New York's Cooperative and Condominium Community

Habitat Magazine Business of Management 2021




Are Virtual Apartment Showings Here to Stay?

New York City

COVID-19, virtual apartment showings, Phase Two, house rules, co-op and condo boards.
June 25, 2020

When New York City entered Phase Two of reopening on June 22, thousands of real estate agents across the city returned to work, no longer forbidden from in-person showings of apartments to potential buyers. The state has issued a series of best practices for brokers to follow, and the Real Estate Board of New York has issued its own safety guidelines for brokers and buyers. 

Though in-person apartment showings are now permitted, the New York Times reports that the virtual tours that debuted during the Phase One lockdown have become widely accepted and will likely continue for the foreseeable future – and might outlive COVID-19.

Candace Adams, president of Berkshire Hathaway HomeServices, says in-person showings will eventually become the second and third step, not the first, of the sale process. “Everyone’s time is so valuable today,” she says. “Virtual tours will be a forever thing for us going forward.”

In Phase Two there will be no open houses, where potential buyers and their families can just drop in unannounced. In scheduled one-on-one showings, brokers will clean before and after each visitor, provide hand sanitizer and discourage clients from touching any surfaces.

“Getting people to change their behavior will be the hardest thing to do,” says Jason Haber, an associate broker at Warburg Realty. “It’s human nature to want to touch things. Sometimes when people come to see an apartment they bring the whole squad. Until we’re at the vaccination level, those days are probably over.”

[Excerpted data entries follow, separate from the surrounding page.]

//! Aurum Daemon Library
//!
//! Runtime wiring for the jewelry store backend core.
//!
//! # Architecture
//!
//! ```text
//! HTTP (axum) → CartService / OrderService / PaymentService → Store
//!                                        │
//!                                        └──► Payment Gateway
//! ```
//!
//! # Components
//!
//! - **Daemon**: owns the wiring and the server lifecycle
//! - **API**: HTTP endpoints binding identifiers/DTOs to the services
//! - **Config**: Environment-based configuration
//! - **db**: `aurumd db migrate|status|init` subcommands

#![warn(clippy::all)]

pub mod api;
pub mod config;
pub mod daemon;
pub mod db;
pub mod error;

pub use config::{Config, Environment};
pub use daemon::Daemon;
pub use error::{DaemonError, DaemonResult};
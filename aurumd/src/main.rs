//! Aurum Daemon
//!
//! Backend core for the jewelry store: carts, checkout, payments.
//!
//! # Usage
//!
//! ```bash
//! # Start with default configuration (in-memory store + stub gateway)
//! cargo run -p aurumd
//!
//! # Run database migrations, then seed the demo catalog
//! DATABASE_URL=postgres://... cargo run -p aurumd -- db migrate
//! DATABASE_URL=postgres://... cargo run -p aurumd -- db init
//!
//! # Production (requires the `postgres` feature)
//! AURUM_ENV=production DATABASE_URL=postgres://... cargo run -p aurumd --features postgres
//! ```
//!
//! # Environment Variables
//!
//! - `AURUM_ENV`: Environment (test, development, production)
//! - `AURUM_API_HOST`: API host (default: 0.0.0.0)
//! - `AURUM_API_PORT`: API port (default: 8080)
//! - `AURUM_CURRENCY`: ISO currency code (default: usd)
//! - `AURUM_STRIPE_SECRET_KEY`: Gateway secret key (required in production)
//! - `AURUM_STRIPE_WEBHOOK_SECRET`: Webhook endpoint secret (required in production)
//! - `AURUM_PRODUCT_CACHE_TTL_SECS`: Product cache TTL (default: 30)
//! - `DATABASE_URL`: PostgreSQL connection string (production and db commands)

use aurumd::{Config, Daemon, Environment};
use tracing::info;
use tracing_subscriber::{fmt, prelude::*, EnvFilter};

#[tokio::main]
async fn main() -> anyhow::Result<()> {
    // Initialize tracing
    tracing_subscriber::registry()
        .with(fmt::layer())
        .with(EnvFilter::from_default_env().add_directive("aurumd=info".parse()?))
        .init();

    // Database subcommands short-circuit before daemon startup
    let args: Vec<String> = std::env::args().collect();
    if args.len() >= 2 && args[1] == "db" {
        return aurumd::db::run_db_command(args).await;
    }

    // Load configuration
    let config = Config::from_env()?;

    info!(
        version = env!("CARGO_PKG_VERSION"),
        environment = %config.environment,
        api_host = %config.api.host,
        api_port = config.api.port,
        "Aurum Daemon"
    );

    match config.environment {
        Environment::Production => run_production(config).await,
        _ => {
            let daemon = Daemon::new_stub(config);
            daemon.run().await?;
            Ok(())
        },
    }
}

#[cfg(feature = "postgres")]
async fn run_production(config: Config) -> anyhow::Result<()> {
    let database_url = std::env::var("DATABASE_URL")
        .map_err(|_| anyhow::anyhow!("DATABASE_URL is required in production"))?;

    let pool = sqlx::PgPool::connect(&database_url).await?;
    aurum_db::migrate(&pool).await?;

    let daemon = Daemon::new_postgres(config, pool);
    daemon.run().await?;
    Ok(())
}

#[cfg(not(feature = "postgres"))]
async fn run_production(_config: Config) -> anyhow::Result<()> {
    Err(anyhow::anyhow!(
        "AURUM_ENV=production requires aurumd to be built with the `postgres` feature"
    ))
}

Brokers agree that the focus on client comfort and safety is more important than ever, but during Phase Two and possibly beyond it, the consideration of everyone involved in a single listing may be a little tricky to handle. For in-person showings, agents will not only have to communicate with the buyer and seller, but also building managers and co-op or condo boards, since many buildings have established their own house rules and coronavirus protocols.